A statement from the company quoted Ogundimu as saying this during an interview with journalists recently.
He said it was imperative to give workers opportunity to express the anomaly affecting them in their place of work, advising that it should also be done privately.
He said, “I believe that government and private business owners want to put a stop to industrial action, there is no forum for workers to express their demands and grievances as well as solve them. When there is no forum for that, there is going to be problem and chaos. I will advise that for every organisation, there should always be a forum, at least once in three months so that workers’ problem would be made known.
“For instance, in Chevron where we are working as labour contractors, for every three months, we use to have joint consultative forum in order to have good relations between the workers and the employers. In this forum, issues that would cause problem would have been discussed with union and clients and the authorities would have taken note and address the issues.
He added, “So if it is a government employment, the government should create a forum wherein the workers come together to express their grievances. You do not wait until the issue escalate to something unpleasant before looking for solution or blaming the workers.”
Ogundele observed that investors in the country had been facing problems ranging from decaying infrastructure to inadequate power supply, which he said was responsible for the high rate of joblessness in the country.

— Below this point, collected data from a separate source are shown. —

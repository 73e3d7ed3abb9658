/// Smooths periodic rate samples for display.
pub trait RateEstimator {
    fn add_sample(&mut self, rate: f64);
    fn current_estimate(&self) -> f64;
}

/// Exponential moving average over roughly `period` samples.
#[derive(Debug, Clone)]
pub struct Ema {
    alpha: f64,
    value: Option<f64>,
}

impl Ema {
    pub fn new(period: usize) -> Self {
        Self {
            alpha: 2.0 / (period.max(1) as f64 + 1.0),
            value: None,
        }
    }
}

impl Default for Ema {
    fn default() -> Self {
        Self::new(3)
    }
}

impl RateEstimator for Ema {
    fn add_sample(&mut self, rate: f64) {
        self.value = Some(match self.value {
            Some(prev) => prev + self.alpha * (rate - prev),
            None => rate,
        });
    }

    fn current_estimate(&self) -> f64 {
        self.value.unwrap_or(0.0)
    }
}

#[cfg(test)]
mod tests {
    use super::*;

    #[test]
    fn first_sample_seeds_the_average() {
        let mut ema = Ema::new(3);
        assert_eq!(ema.current_estimate(), 0.0);
        ema.add_sample(12.0);
        assert_eq!(ema.current_estimate(), 12.0);
    }

    #[test]
    fn converges_towards_steady_input() {
        let mut ema = Ema::new(3);
        ema.add_sample(0.0);
        for _ in 0..20 {
            ema.add_sample(10.0);
        }
        assert!((ema.current_estimate() - 10.0).abs() < 1e-3);
    }

    #[test]
    fn period_three_halves_the_step() {
        let mut ema = Ema::new(3);
        ema.add_sample(0.0);
        ema.add_sample(8.0);
        assert_eq!(ema.current_estimate(), 4.0);
    }
}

Ogundimu decried government’s nonchalance in the support of investors and entrepreneurs in the country.
He said, “We have been employing workers for Chevron, British American Tobacco, 7-UP, amongst others, so I know there is a robust labour market in Nigeria; the market is there, but the problem we are facing at present has to do with the investors who complain of factors preventing them from doing well in their investment, like power and many other infrastructural deficiencies, as well as the lack of government support.
“There is seemingly no help for investors; the only help is through penalties, levies and charges. You will agree with me that when these investors discover that there are no government supports for them, some close down their business,” he said.